In September 1997, the Venice International Film Festival's non-competitive Orizzonti section included an entry that does not appear in any official retrospective of the festival, is not mentioned in the major histories of interactive cinema, and for which the only available documentation consists of a three-paragraph notice in a now-defunct Italian film journal and a single page in the personal archive of a retired festival programmer who spoke to us on condition of anonymity.
The entry was submitted under the title "Dispersione" — Italian for dispersal or scattering. It was credited to a director identified in the festival materials only as V.M. It ran for four days. Fewer than two hundred people experienced it in full.
What We Know
According to the festival programmer's account, Dispersione was not a film in any conventional sense. It was structured across multiple locations in Venice: a vaporetto stop, a specific campo, a bookshop in Dorsoduro, and a residential building in Cannaregio whose owner had granted access for the duration of the festival. Participants received an initial document — the programmer described it as resembling a water-damaged letter — and were expected to navigate between locations over the four-day period, each visit revealing further elements of a story involving three characters whose connections became clear only through accumulation.

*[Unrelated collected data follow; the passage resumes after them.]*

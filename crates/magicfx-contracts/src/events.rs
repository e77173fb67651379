//! Structured event log for sessions and generations.
//!
//! Every line of `events.jsonl` is one compact JSON object that starts with
//! `type`, `session_id` and `ts`, followed by the event's own fields.

use std::fs::{self, File, OpenOptions};
use std::io::Write;
use std::path::{Path, PathBuf};
use std::sync::{Arc, Mutex, PoisonError};

use anyhow::{Context, Result};
use chrono::{SecondsFormat, Utc};
use log::warn;
use serde_json::{Map, Value};

/// Fields stamped by the writer. Payload keys with these names are dropped.
pub const RESERVED_FIELDS: [&str; 3] = ["type", "session_id", "ts"];

/// Appends events to one file. The file is opened on the first write and
/// stays open; clones share the handle, so lines from different threads
/// never interleave.
#[derive(Debug, Clone)]
pub struct EventWriter {
    inner: Arc<WriterInner>,
}

#[derive(Debug)]
struct WriterInner {
    path: PathBuf,
    session_id: String,
    file: Mutex<Option<File>>,
}

impl EventWriter {
    pub fn new(path: impl Into<PathBuf>, session_id: impl Into<String>) -> Self {
        Self {
            inner: Arc::new(WriterInner {
                path: path.into(),
                session_id: session_id.into(),
                file: Mutex::new(None),
            }),
        }
    }

    pub fn path(&self) -> &Path {
        &self.inner.path
    }

    pub fn session_id(&self) -> &str {
        &self.inner.session_id
    }

    /// Writes one event and returns the line as written. Object payloads are
    /// merged into the line, `null` adds nothing and any other value is
    /// stored under `value`.
    pub fn write(&self, event_type: &str, payload: Value) -> Result<Value> {
        let mut event = Map::new();
        event.insert("type".to_string(), Value::from(event_type));
        event.insert(
            "session_id".to_string(),
            Value::from(self.inner.session_id.as_str()),
        );
        event.insert("ts".to_string(), Value::from(timestamp()));
        for (key, value) in payload_fields(payload) {
            if !RESERVED_FIELDS.contains(&key.as_str()) {
                event.insert(key, value);
            }
        }

        let mut line = serde_json::to_string(&event)?;
        line.push('\n');

        let mut guard = self
            .inner
            .file
            .lock()
            .unwrap_or_else(PoisonError::into_inner);
        let file = match guard.take() {
            Some(file) => file,
            None => open_append(&self.inner.path)?,
        };
        guard
            .insert(file)
            .write_all(line.as_bytes())
            .with_context(|| format!("failed writing {}", self.inner.path.display()))?;
        Ok(Value::Object(event))
    }
}

/// Where a component sends its events: nowhere, or a writer plus fields
/// stamped onto every event. Write failures are logged as warnings.
#[derive(Debug, Clone, Default)]
pub struct EventSink {
    writer: Option<EventWriter>,
    fields: Map<String, Value>,
}

impl EventSink {
    pub fn disabled() -> Self {
        Self::default()
    }

    pub fn is_enabled(&self) -> bool {
        self.writer.is_some()
    }

    pub fn writer(&self) -> Option<&EventWriter> {
        self.writer.as_ref()
    }

    /// A sink on the same writer that also stamps `fields` on each event.
    /// Fields given at emit time take precedence.
    pub fn with_fields(&self, fields: Value) -> Self {
        let mut scoped = self.clone();
        scoped.fields.extend(payload_fields(fields));
        scoped
    }

    pub fn emit(&self, event_type: &str, payload: Value) {
        let Some(writer) = self.writer.as_ref() else {
            return;
        };
        let mut merged = self.fields.clone();
        merged.extend(payload_fields(payload));
        if let Err(err) = writer.write(event_type, Value::Object(merged)) {
            warn!(
                "dropped {event_type} event for {}: {err:#}",
                writer.path().display()
            );
        }
    }
}

impl From<EventWriter> for EventSink {
    fn from(writer: EventWriter) -> Self {
        Self {
            writer: Some(writer),
            fields: Map::new(),
        }
    }
}

impl From<Option<EventWriter>> for EventSink {
    fn from(writer: Option<EventWriter>) -> Self {
        writer.map(Self::from).unwrap_or_default()
    }
}

fn payload_fields(payload: Value) -> Map<String, Value> {
    match payload {
        Value::Object(map) => map,
        Value::Null => Map::new(),
        other => Map::from_iter([("value".to_string(), other)]),
    }
}

fn open_append(path: &Path) -> Result<File> {
    if let Some(parent) = path.parent().filter(|parent| !parent.as_os_str().is_empty()) {
        fs::create_dir_all(parent)
            .with_context(|| format!("failed to create {}", parent.display()))?;
    }
    OpenOptions::new()
        .create(true)
        .append(true)
        .open(path)
        .with_context(|| format!("failed to open {}", path.display()))
}

fn timestamp() -> String {
    Utc::now().to_rfc3339_opts(SecondsFormat::Millis, true)
}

"It was the most alive I ever saw an audience," he told us, "because they weren't an audience. They didn't have a word for what they were."
What We Don't Know
We do not know what happened to V.M. after Venice. The initials do not correspond to any filmmaker with a documented career before or after 1997. We do not know whether Dispersione was shown elsewhere, whether it was documented, or whether any of its materials survive. We do not know who funded it or under what conditions it was produced.
One of the participants we located — a film critic who attended the 1997 festival — told us she had occasionally searched for information about the work over the years and found nothing. "I assumed I had misremembered what it was. It seemed too unusual to have left no trace."